For reasons linked to book and bag size, and journey modes and lengths, I’ve been reading three books at once – Jennifer Homans’ Apollo’s Angels (a monumental history of ballet, non-portable), a biography of Claude Shannon, and Daniel Dennett’s Intuition Pumps and Other Tools for Thinking.

I’ve finished the middle one now, A Mind At Play: How Claude Shannon Invented the Information Age by Jimmy Soni and Rob Goodman, and thoroughly enjoyed it. When I described it to some friends at the weekend, to my surprise they turned out never to have heard of Claude Shannon. Those of us with interests in digital know of him as the author of a profoundly important paper launching information theory. It seems this is the first full biography, and it starts from his childhood in a small town in the midwest via wartime service in cryptograhy and then a long stint at Bell Labs to MIT. (He met Alan Turing during the war but both were doing work so secret they didn’t dare talk to each other about it.)

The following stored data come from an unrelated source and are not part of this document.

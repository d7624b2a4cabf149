//! Cut records and batches.
//!
//! A `FacetCut` is one (facet, action, selectors) unit. A `CutBatch` is the
//! ordered group of cuts plus at most one initialization call that the
//! routing table applies all-or-nothing.

use std::fmt;

use serde::{Deserialize, Deserializer, Serialize, Serializer};

use super::address::FacetAddress;
use super::selector::{FunctionSignature, Selector};
use crate::canonical::canonical_hash_hex;
use crate::error::CutError;

/// Cut action, numbered as the routing table's `FacetCutAction` enum.
#[derive(Debug, Clone, Copy, PartialEq, Eq, PartialOrd, Ord, Hash, Serialize, Deserialize)]
#[serde(rename_all = "snake_case")]
pub enum CutAction {
    /// Route currently unowned selectors to a facet.
    Add,
    /// Move selectors owned by another facet to this facet.
    Replace,
    /// Stop routing selectors. The cut targets the null address.
    Remove,
}

impl CutAction {
    /// Numeric code used on the wire (`0`, `1`, `2`).
    pub fn code(&self) -> u8 {
        match self {
            Self::Add => 0,
            Self::Replace => 1,
            Self::Remove => 2,
        }
    }
}

impl fmt::Display for CutAction {
    fn fmt(&self, f: &mut fmt::Formatter<'_>) -> fmt::Result {
        match self {
            Self::Add => write!(f, "Add"),
            Self::Replace => write!(f, "Replace"),
            Self::Remove => write!(f, "Remove"),
        }
    }
}

/// Observed ownership state of a selector.
#[derive(Debug, Clone, Copy, PartialEq, Eq, Hash, Serialize, Deserialize)]
#[serde(tag = "state", content = "facet", rename_all = "snake_case")]
pub enum SelectorState {
    /// No facet routes this selector.
    Unowned,
    /// Routed to the given facet.
    OwnedBy(FacetAddress),
}

impl fmt::Display for SelectorState {
    fn fmt(&self, f: &mut fmt::Formatter<'_>) -> fmt::Result {
        match self {
            Self::Unowned => write!(f, "unowned"),
            Self::OwnedBy(facet) => write!(f, "owned by {facet}"),
        }
    }
}

/// One atomic unit of change for a facet/action pair.
#[derive(Debug, Clone, PartialEq, Eq, Serialize, Deserialize)]
pub struct FacetCut {
    /// Target facet (null for `Remove`).
    pub facet_address: FacetAddress,
    /// What to do with the selectors.
    pub action: CutAction,
    /// Selectors in resolution order.
    pub selectors: Vec<Selector>,
}

impl FacetCut {
    /// Create a cut.
    pub fn new(facet_address: FacetAddress, action: CutAction, selectors: Vec<Selector>) -> Self {
        Self {
            facet_address,
            action,
            selectors,
        }
    }

    /// Create a `Remove` cut (targets the null address).
    pub fn remove(selectors: Vec<Selector>) -> Self {
        Self::new(FacetAddress::ZERO, CutAction::Remove, selectors)
    }

    /// Whether the cut lists no selectors.
    pub fn is_empty(&self) -> bool {
        self.selectors.is_empty()
    }

    /// Whether the cut lists the given selector.
    pub fn touches(&self, selector: &Selector) -> bool {
        self.selectors.contains(selector)
    }
}

/// One-time initialization call executed after all cuts of a batch.
#[derive(Debug, Clone, PartialEq, Eq, Serialize, Deserialize)]
#[serde(try_from = "RawInitCall")]
pub struct InitCall {
    /// Contract the routing table delegate-calls.
    pub target: FacetAddress,
    /// Opaque calldata.
    #[serde(with = "hex_bytes")]
    pub calldata: Vec<u8>,
}

#[derive(Deserialize)]
struct RawInitCall {
    target: FacetAddress,
    #[serde(with = "hex_bytes")]
    calldata: Vec<u8>,
}

impl TryFrom<RawInitCall> for InitCall {
    type Error = CutError;

    fn try_from(raw: RawInitCall) -> Result<Self, Self::Error> {
        InitCall::new(raw.target, raw.calldata)
    }
}

impl InitCall {
    /// Create an init call.
    ///
    /// The null target and empty calldata are both rejected: "no init" is
    /// expressed as the absence of an `InitCall`.
    pub fn new(target: FacetAddress, calldata: Vec<u8>) -> Result<Self, CutError> {
        if target.is_zero() {
            return Err(CutError::InvalidInitCall(
                "init target is the null address".to_string(),
            ));
        }
        if calldata.is_empty() {
            return Err(CutError::InvalidInitCall(format!(
                "init call to {target} has empty calldata"
            )));
        }
        Ok(Self { target, calldata })
    }

    /// Init call for a zero-argument function (calldata is the bare selector).
    pub fn from_signature(target: FacetAddress, signature: &str) -> Result<Self, CutError> {
        let signature = FunctionSignature::parse(signature)?;
        if !signature.as_str().ends_with("()") {
            return Err(CutError::InvalidInitCall(format!(
                "{signature} takes arguments; encode its calldata explicitly"
            )));
        }
        Self::new(target, signature.selector().as_bytes().to_vec())
    }
}

/// Ordered cuts plus an optional init call, applied as one operation.
#[derive(Debug, Clone, PartialEq, Eq, Serialize, Deserialize)]
pub struct CutBatch {
    /// Cuts in application order.
    pub cuts: Vec<FacetCut>,
    /// Optional initialization call.
    #[serde(default, skip_serializing_if = "Option::is_none")]
    pub init: Option<InitCall>,
    /// Fingerprint of the registry the batch was planned against.
    pub base_fingerprint: String,
}

impl CutBatch {
    /// Empty batch planned against the given registry fingerprint.
    pub fn new(base_fingerprint: impl Into<String>) -> Self {
        Self {
            cuts: Vec::new(),
            init: None,
            base_fingerprint: base_fingerprint.into(),
        }
    }

    /// Append a cut.
    pub fn with_cut(mut self, cut: FacetCut) -> Self {
        self.cuts.push(cut);
        self
    }

    /// Attach an init call.
    pub fn with_init(mut self, init: InitCall) -> Self {
        self.init = Some(init);
        self
    }

    /// Whether submitting the batch would change nothing.
    pub fn is_empty(&self) -> bool {
        self.init.is_none() && self.cuts.iter().all(FacetCut::is_empty)
    }

    /// Total number of selectors across all cuts.
    pub fn selector_count(&self) -> usize {
        self.cuts.iter().map(|c| c.selectors.len()).sum()
    }

    /// Deterministic identifier over cuts, init call and base fingerprint.
    pub fn batch_id(&self) -> String {
        canonical_hash_hex(self)
    }
}

/// `0x`-prefixed hex encoding for opaque byte payloads.
mod hex_bytes {
    use super::*;

    pub fn serialize<S: Serializer>(bytes: &[u8], serializer: S) -> Result<S::Ok, S::Error> {
        serializer.serialize_str(&format!("0x{}", hex::encode(bytes)))
    }

    pub fn deserialize<'de, D: Deserializer<'de>>(deserializer: D) -> Result<Vec<u8>, D::Error> {
        let s = String::deserialize(deserializer)?;
        let digits = s.strip_prefix("0x").unwrap_or(&s);
        hex::decode(digits).map_err(serde::de::Error::custom)
    }
}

I’m not sure I’d seen a photo of Shannon before and he looks like a blend of Samuel Beckett and Albert Camus. He seems to have been rather reclusive, whimsical – rider of unicycles, keen juggler, creator of gadgets such as a machine to turn itself off, and so on. His most famous creation – in that it got him to public attention – was a mechanical maze-solving mouse (named Theseus) that would learn to find a piece of (metallic) cheeese. (Although, Shannon explained, the maze solved the mouse rather than the other way round. The information was in the maze, and it and the mouse formed a system.)

After 1948 when his paper was published, Shannon was a celebrity and much in demand for lectures. The book explains that he had few graduate students because most were too much in awe of him to dare ask him to supervise their work. Shannon’s paper (later a book), A Mathematical Theory of Communication picked up the idea that information is a meaningfully quantifiable entity, defined communication as the reproduction of messages, transmitted as a signal, subject to noise, to a received. Thus abstracted, all kinds of things could be interpreted as the communication of information. Importantly, Shannon introduced the role of uncertainty (information is a measure of uncertainty overcome), redundancy (uninformative but helps mitigate noise), and defined the bit, an amount of information that results from a choice between two equally likely options. A message is the elimination of all irrelevant signals from the available pool. Without Shannon’s paper, the modern era would not exist.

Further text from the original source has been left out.